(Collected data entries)
■ ■ ■ ■ ■
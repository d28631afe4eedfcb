//! IQR with Tukey fences, upper fence only.
//!
//! Low outliers are never flagged: an unusually cheap service is not a
//! billing anomaly here.

use super::quantile::{quantile_sorted, sorted_copy};
use super::types::IqrBounds;

impl IqrBounds {
    /// Fences over `values` (finite values only). `None` below
    /// `min_samples`.
    pub fn compute(values: &[f64], min_samples: usize, multiplier: f64) -> Option<Self> {
        if values.is_empty() || values.len() < min_samples {
            return None;
        }
        let sorted = sorted_copy(values);
        let q1 = quantile_sorted(&sorted, 0.25);
        let q3 = quantile_sorted(&sorted, 0.75);
        let iqr = q3 - q1;
        Some(Self {
            q1,
            q3,
            iqr,
            lower: q1 - multiplier * iqr,
            upper: q3 + multiplier * iqr,
        })
    }

    pub fn exceeds(&self, value: f64) -> bool {
        value > self.upper
    }
}

/// `(row, value)` pairs strictly above the upper fence, input order kept.
pub fn detect(values: &[(usize, f64)], bounds: &IqrBounds) -> Vec<(usize, f64)> {
    values
        .iter()
        .copied()
        .filter(|&(_, v)| bounds.exceeds(v))
        .collect()
}
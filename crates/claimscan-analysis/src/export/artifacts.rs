//! In-memory artifact bundle. Every artifact is rendered before any is
//! written.

use std::path::{Path, PathBuf};

use claimscan_core::constants::{
    ANALYSIS_SUMMARY_FILE, ANOMALIES_IQR_FILE, ANOMALIES_JSON_FILE, ANOMALIES_ZSCORE_FILE,
    CLEANED_TABLE_FILE, CLEANING_PROFILE_FILE, SUMMARY_JSON_FILE, TOP_GROUPS_JSON_FILE,
    TOP_IQR_GROUPS_FILE, TOP_ZSCORE_GROUPS_FILE,
};
use claimscan_core::{ClaimscanConfig, ExportError, RecordTable};

use crate::ingest::CleaningProfile;
use crate::pipeline::AnalysisResult;

use super::dashboard::DashboardExport;
use super::tables::{anomalies_csv, rollup_csv, table_csv};

pub const DATA_DIR: &str = "data";
pub const REPORT_DIR: &str = "report";
pub const ANOMALIES_DIR: &str = "anomalies";
pub const TABLES_DIR: &str = "tables";

/// One output file, path relative to the output directory.
#[derive(Debug, Clone, PartialEq)]
pub struct Artifact {
    pub path: PathBuf,
    pub contents: String,
}

#[derive(Debug, Clone, Default, PartialEq)]
pub struct ArtifactSet {
    artifacts: Vec<Artifact>,
}

impl ArtifactSet {
    pub fn new() -> Self {
        Self::default()
    }

    pub fn push(&mut self, path: impl Into<PathBuf>, contents: String) {
        self.artifacts.push(Artifact {
            path: path.into(),
            contents,
        });
    }

    pub fn extend(&mut self, other: ArtifactSet) {
        self.artifacts.extend(other.artifacts);
    }

    pub fn iter(&self) -> std::slice::Iter<'_, Artifact> {
        self.artifacts.iter()
    }

    pub fn len(&self) -> usize {
        self.artifacts.len()
    }

    pub fn is_empty(&self) -> bool {
        self.artifacts.is_empty()
    }

    pub fn get(&self, path: impl AsRef<Path>) -> Option<&Artifact> {
        let path = path.as_ref();
        self.artifacts.iter().find(|a| a.path == path)
    }

    /// Cleaned table CSV and the cleaning profile. `raw_path` is echoed in
    /// the profile.
    pub fn cleaning(
        table: &RecordTable,
        profile: &CleaningProfile,
        raw_path: &Path,
        out_dir: &Path,
    ) -> Result<Self, ExportError> {
        let clean_rel = Path::new(DATA_DIR).join(CLEANED_TABLE_FILE);
        let mut set = Self::new();
        set.push(&clean_rel, table_csv(table, CLEANED_TABLE_FILE)?);
        set.push(
            Path::new(REPORT_DIR).join(CLEANING_PROFILE_FILE),
            profile.render_text(
                &raw_path.display().to_string(),
                &out_dir.join(&clean_rel).display().to_string(),
            ),
        );
        Ok(set)
    }

    /// Anomaly CSVs, rollup tables, the summary report, and the three
    /// dashboard JSON files.
    pub fn analysis(
        table: &RecordTable,
        result: &AnalysisResult,
        config: &ClaimscanConfig,
    ) -> Result<Self, ExportError> {
        let detection = &result.detection;
        let anomalies = Path::new(ANOMALIES_DIR);
        let tables = Path::new(TABLES_DIR);

        let mut set = Self::new();
        set.push(
            anomalies.join(ANOMALIES_IQR_FILE),
            anomalies_csv(&detection.iqr, ANOMALIES_IQR_FILE)?,
        );
        set.push(
            anomalies.join(ANOMALIES_ZSCORE_FILE),
            anomalies_csv(&detection.zscore, ANOMALIES_ZSCORE_FILE)?,
        );
        set.push(
            tables.join(TOP_IQR_GROUPS_FILE),
            rollup_csv(
                &result.iqr_rollup,
                &result.group_column,
                &result.group_label_column,
                TOP_IQR_GROUPS_FILE,
            )?,
        );
        set.push(
            tables.join(TOP_ZSCORE_GROUPS_FILE),
            rollup_csv(
                &result.zscore_rollup,
                &result.group_column,
                &result.group_label_column,
                TOP_ZSCORE_GROUPS_FILE,
            )?,
        );
        set.push(
            Path::new(REPORT_DIR).join(ANALYSIS_SUMMARY_FILE),
            result.summary.render_text(),
        );

        let dashboard = DashboardExport::build(
            table,
            result,
            &config.export,
            config.detection.effective_iqr_multiplier(),
        );
        set.push(SUMMARY_JSON_FILE, dashboard.summary_json()?);
        set.push(ANOMALIES_JSON_FILE, dashboard.anomalies_json()?);
        set.push(TOP_GROUPS_JSON_FILE, dashboard.top_groups_json()?);
        Ok(set)
    }

    /// Write every artifact under `out_dir`, creating directories.
    pub fn write_all(&self, out_dir: &Path) -> Result<Vec<PathBuf>, ExportError> {
        let mut written = Vec::with_capacity(self.artifacts.len());
        for artifact in &self.artifacts {
            let path = out_dir.join(&artifact.path);
            if let Some(parent) = path.parent() {
                std::fs::create_dir_all(parent).map_err(|e| ExportError::Write {
                    path: parent.display().to_string(),
                    message: e.to_string(),
                })?;
            }
            std::fs::write(&path, &artifact.contents).map_err(|e| ExportError::Write {
                path: path.display().to_string(),
                message: e.to_string(),
            })?;
            tracing::debug!(
                path = %path.display(),
                bytes = artifact.contents.len(),
                "wrote artifact"
            );
            written.push(path);
        }
        Ok(written)
    }
}
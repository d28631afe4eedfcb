//! Linear-interpolation quantiles (`rank = p * (n - 1)`).

/// Quantile `p` in `[0, 1]` of an ascending-sorted, non-empty slice.
pub fn quantile_sorted(sorted: &[f64], p: f64) -> f64 {
    debug_assert!(!sorted.is_empty());
    if sorted.len() == 1 {
        return sorted[0];
    }

    let rank = p.clamp(0.0, 1.0) * (sorted.len() - 1) as f64;
    let lower = rank.floor() as usize;
    let upper = rank.ceil() as usize;
    let frac = rank - lower as f64;

    if upper >= sorted.len() {
        sorted[sorted.len() - 1]
    } else {
        sorted[lower] + (sorted[upper] - sorted[lower]) * frac
    }
}

/// Sort a copy of `values` ascending. Callers pass finite values only.
pub fn sorted_copy(values: &[f64]) -> Vec<f64> {
    let mut sorted = values.to_vec();
    sorted.sort_by(f64::total_cmp);
    sorted
}

/// Quantile of an unsorted sample; `None` when empty.
pub fn quantile(values: &[f64], p: f64) -> Option<f64> {
    if values.is_empty() {
        return None;
    }
    Some(quantile_sorted(&sorted_copy(values), p))
}

pub fn median(values: &[f64]) -> Option<f64> {
    quantile(values, 0.5)
}
//! Export errors.

use super::error_code::{self, ClaimscanErrorCode};

/// Errors that can occur while serializing or writing artifacts.
#[derive(Debug, thiserror::Error)]
pub enum ExportError {
    #[error("JSON serialization failed for {artifact}: {message}")]
    Json { artifact: String, message: String },

    #[error("CSV serialization failed for {artifact}: {message}")]
    Csv { artifact: String, message: String },

    #[error("Failed to write {path}: {message}")]
    Write { path: String, message: String },
}

impl ClaimscanErrorCode for ExportError {
    fn error_code(&self) -> &'static str {
        match self {
            Self::Write { .. } => error_code::IO_ERROR,
            _ => error_code::EXPORT_ERROR,
        }
    }
}
//! Shared constants for the claimscan engine.

// ---- Detection defaults ----

/// Minimum records a group needs before any detection is attempted.
pub const DEFAULT_MIN_GROUP_SIZE: usize = 30;

/// Minimum non-missing values needed to compute IQR bounds.
pub const DEFAULT_MIN_IQR_SAMPLES: usize = 8;

/// Tukey fence multiplier.
pub const DEFAULT_IQR_MULTIPLIER: f64 = 1.5;

/// One-sided Z-score threshold.
pub const DEFAULT_Z_THRESHOLD: f64 = 3.5;

/// Grouping key column (service code).
pub const DEFAULT_GROUP_COLUMN: &str = "hcpcs_cd";

/// Column carrying the human-readable label of a group.
pub const DEFAULT_GROUP_LABEL_COLUMN: &str = "hcpcs_desc";

/// Name used for the grouping key in reason strings.
pub const DEFAULT_GROUP_DISPLAY_NAME: &str = "HCPCS";

// ---- Canonical columns ----

pub const PAYMENT_COLUMN: &str = "avg_mdcr_pymt_amt";
pub const SUBMITTED_COLUMN: &str = "avg_sbmtd_chrg_amt";
pub const ALLOWED_COLUMN: &str = "avg_mdcr_alowd_amt";
pub const STANDARDIZED_COLUMN: &str = "avg_mdcr_stdzd_amt";
pub const SUBMITTED_TO_PAYMENT_RATIO_COLUMN: &str = "submitted_to_payment_ratio";
pub const PAYMENT_TO_ALLOWED_RATIO_COLUMN: &str = "payment_to_allowed_ratio";
pub const PLACE_OF_SERVICE_COLUMN: &str = "place_of_srvc";
pub const PLACE_OF_SERVICE_LABEL_COLUMN: &str = "place_of_srvc_label";

// ---- Export defaults ----

/// Entries kept in each top-group rollup.
pub const DEFAULT_ROLLUP_TOP_N: usize = 20;

/// Rollup entries exported to the dashboard per method.
pub const DEFAULT_DASHBOARD_TOP_N: usize = 50;

/// Maximum anomaly records in the dashboard export.
pub const DEFAULT_MAX_EXPORT_RECORDS: usize = 5000;

/// Cost column candidates, highest priority first.
pub const DEFAULT_COST_PRIORITY: &[&str] = &[
    PAYMENT_COLUMN,
    STANDARDIZED_COLUMN,
    ALLOWED_COLUMN,
    SUBMITTED_COLUMN,
    "price_amt",
];

/// Fallback cost column when the table has no numeric column at all.
pub const FALLBACK_COST_COLUMN: &str = "price_amt";

// ---- Artifact names ----

pub const CLEANED_TABLE_FILE: &str = "healthcare_cleaned.csv";
pub const CLEANING_PROFILE_FILE: &str = "01_cleaning_profile.txt";
pub const ANALYSIS_SUMMARY_FILE: &str = "02_analysis_summary.txt";
pub const ANOMALIES_IQR_FILE: &str = "anomalies_iqr.csv";
pub const ANOMALIES_ZSCORE_FILE: &str = "anomalies_zscore.csv";
pub const TOP_IQR_GROUPS_FILE: &str = "top_iqr_groups.csv";
pub const TOP_ZSCORE_GROUPS_FILE: &str = "top_zscore_groups.csv";
pub const SUMMARY_JSON_FILE: &str = "summary.json";
pub const ANOMALIES_JSON_FILE: &str = "anomalies.json";
pub const TOP_GROUPS_JSON_FILE: &str = "top_groups.json";

/// Project-level config file name.
pub const PROJECT_CONFIG_FILE: &str = "claimscan.toml";
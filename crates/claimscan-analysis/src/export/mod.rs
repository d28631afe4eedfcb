//! Export adapters: JSON-safe dashboard payloads, CSV tables, and the
//! artifact bundle written by the CLI.

pub mod artifacts;
pub mod dashboard;
pub mod sanitize;
pub mod tables;

pub use artifacts::{Artifact, ArtifactSet};
pub use dashboard::{pick_cost_column, DashboardExport, DashboardSummary, TopGroups};
pub use sanitize::JsonRow;
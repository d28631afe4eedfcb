//! Dataset-wide descriptive statistics.

use serde::Serialize;
use statrs::statistics::Statistics;

use claimscan_core::RecordTable;

use crate::outliers::quantile::median;

/// Descriptive statistics over finite, non-missing values.
#[derive(Debug, Clone, Copy, PartialEq, Serialize)]
pub struct DescriptiveStats {
    pub count: usize,
    pub mean: f64,
    pub median: f64,
    pub min: f64,
    pub max: f64,
    /// Population standard deviation.
    pub std_dev: f64,
}

/// Describe `values`; non-finite entries are dropped first. `None` when
/// nothing is left.
pub fn describe(values: &[f64]) -> Option<DescriptiveStats> {
    let finite: Vec<f64> = values.iter().copied().filter(|v| v.is_finite()).collect();
    let median = median(&finite)?;
    Some(DescriptiveStats {
        count: finite.len(),
        mean: Statistics::mean(finite.iter()),
        median,
        min: Statistics::min(finite.iter()),
        max: Statistics::max(finite.iter()),
        std_dev: Statistics::population_std_dev(finite.iter()),
    })
}

/// Describe a table column, coercing text cells. Absent column → `None`.
pub fn describe_column(table: &RecordTable, column: &str) -> Option<DescriptiveStats> {
    let col = table.column_index(column)?;
    let values: Vec<f64> = table
        .column_values(col)
        .filter_map(|v| v.coerce_numeric().finite())
        .collect();
    describe(&values)
}

/// Global statistics for one metric.
#[derive(Debug, Clone, PartialEq, Serialize)]
pub struct MetricSummary {
    pub column: String,
    pub label: String,
    pub stats: Option<DescriptiveStats>,
}

#[cfg(test)]
mod tests {
    use super::*;

    #[test]
    fn population_std_and_median() {
        let s = describe(&[2.0, 4.0, 4.0, 4.0, 5.0, 5.0, 7.0, 9.0]).unwrap();
        assert_eq!(s.count, 8);
        assert!((s.mean - 5.0).abs() < 1e-12);
        assert!((s.std_dev - 2.0).abs() < 1e-12);
        assert!((s.median - 4.5).abs() < 1e-12);
        assert_eq!((s.min, s.max), (2.0, 9.0));
    }

    #[test]
    fn non_finite_values_are_dropped() {
        let s = describe(&[1.0, f64::INFINITY, f64::NAN, 3.0]).unwrap();
        assert_eq!(s.count, 2);
        assert_eq!(s.max, 3.0);
    }

    #[test]
    fn empty_is_absent() {
        assert!(describe(&[]).is_none());
        assert!(describe(&[f64::NEG_INFINITY]).is_none());
    }
}
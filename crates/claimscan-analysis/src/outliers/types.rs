//! Core types for grouped anomaly detection.

use std::fmt;

use serde::{Serialize, Serializer};

use claimscan_core::Value;

/// Detection rule that flagged a record.
#[derive(Debug, Clone, Copy, PartialEq, Eq, Hash)]
pub enum AnomalyMethod {
    Iqr,
    ZScore,
}

impl AnomalyMethod {
    /// Name written to the `anomaly_method` column.
    pub fn name(&self) -> &'static str {
        match self {
            Self::Iqr => "IQR",
            Self::ZScore => "Z-score",
        }
    }
}

impl fmt::Display for AnomalyMethod {
    fn fmt(&self, f: &mut fmt::Formatter<'_>) -> fmt::Result {
        f.write_str(self.name())
    }
}

impl Serialize for AnomalyMethod {
    fn serialize<S: Serializer>(&self, serializer: S) -> Result<S::Ok, S::Error> {
        serializer.serialize_str(self.name())
    }
}

/// Tukey fences over one (group, metric) sample.
#[derive(Debug, Clone, Copy, PartialEq, Serialize)]
pub struct IqrBounds {
    pub q1: f64,
    pub q3: f64,
    pub iqr: f64,
    pub lower: f64,
    pub upper: f64,
}

/// Mean and population standard deviation of one (group, metric) sample.
#[derive(Debug, Clone, Copy, PartialEq, Serialize)]
pub struct ZScoreStats {
    pub n: usize,
    pub mean: f64,
    pub std_dev: f64,
}

impl ZScoreStats {
    pub fn score(&self, value: f64) -> f64 {
        (value - self.mean) / self.std_dev
    }
}

/// The bound or score that justified a flag.
#[derive(Debug, Clone, Copy, PartialEq)]
pub enum Evidence {
    Iqr(IqrBounds),
    ZScore { score: f64, threshold: f64 },
}

/// One flagged observation with full provenance.
#[derive(Debug, Clone, PartialEq)]
pub struct AnomalyRecord {
    /// Row index in the analyzed table.
    pub row: usize,
    /// Identifying columns of the source row, aligned with
    /// [`AnomalySet::attribute_columns`].
    pub attributes: Vec<Value>,
    pub method: AnomalyMethod,
    /// Metric column name.
    pub metric: String,
    pub metric_label: String,
    pub metric_value: f64,
    /// Grouping key column name.
    pub group_key: String,
    pub group_value: String,
    /// The source row's group label; `None` when missing.
    pub group_label: Option<String>,
    pub group_size: usize,
    pub evidence: Evidence,
    pub reason: String,
}

impl AnomalyRecord {
    pub fn z_score(&self) -> Option<f64> {
        match self.evidence {
            Evidence::ZScore { score, .. } => Some(score),
            Evidence::Iqr(_) => None,
        }
    }

    pub fn iqr_bounds(&self) -> Option<&IqrBounds> {
        match &self.evidence {
            Evidence::Iqr(b) => Some(b),
            Evidence::ZScore { .. } => None,
        }
    }
}

/// All records flagged by one method, in deterministic order.
#[derive(Debug, Clone, PartialEq)]
pub struct AnomalySet {
    pub method: AnomalyMethod,
    /// Identifying columns present in the analyzed table.
    pub attribute_columns: Vec<String>,
    pub records: Vec<AnomalyRecord>,
}

impl AnomalySet {
    pub fn new(method: AnomalyMethod, attribute_columns: Vec<String>) -> Self {
        Self {
            method,
            attribute_columns,
            records: Vec::new(),
        }
    }

    pub fn len(&self) -> usize {
        self.records.len()
    }

    pub fn is_empty(&self) -> bool {
        self.records.is_empty()
    }

    pub fn iter(&self) -> std::slice::Iter<'_, AnomalyRecord> {
        self.records.iter()
    }

    /// Attribute value of `record` for `column`, missing when the column
    /// was not carried.
    pub fn attribute<'a>(&self, record: &'a AnomalyRecord, column: &str) -> Option<&'a Value> {
        self.attribute_columns
            .iter()
            .position(|c| c == column)
            .map(|i| &record.attributes[i])
    }
}

/// Per (group, metric) statistics, kept whether or not anything was
/// flagged. `None` bounds mean "not computable", distinct from "computed,
/// nothing exceeded".
#[derive(Debug, Clone, PartialEq, Serialize)]
pub struct MetricGroupStats {
    pub group_value: String,
    pub metric: String,
    pub group_size: usize,
    /// Finite, non-missing metric values in the group.
    pub n_values: usize,
    pub iqr: Option<IqrBounds>,
    pub zscore: Option<ZScoreStats>,
    pub iqr_flagged: usize,
    pub zscore_flagged: usize,
}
■ ■ ■ ■ ■
Problem to solve:
With the line holding "pub const ANOMALIES_IQR_FILE: &str" as the first and the line holding "pub const TOP_ZSCORE_GROUPS_FILE: &str" as the last, set down that range of the entries above exactly, and nothing else.

Answer to this task:
pub const ANOMALIES_IQR_FILE: &str = "anomalies_iqr.csv";
pub const ANOMALIES_ZSCORE_FILE: &str = "anomalies_zscore.csv";
pub const TOP_IQR_GROUPS_FILE: &str = "top_iqr_groups.csv";
pub const TOP_ZSCORE_GROUPS_FILE: &str = "top_zscore_groups.csv";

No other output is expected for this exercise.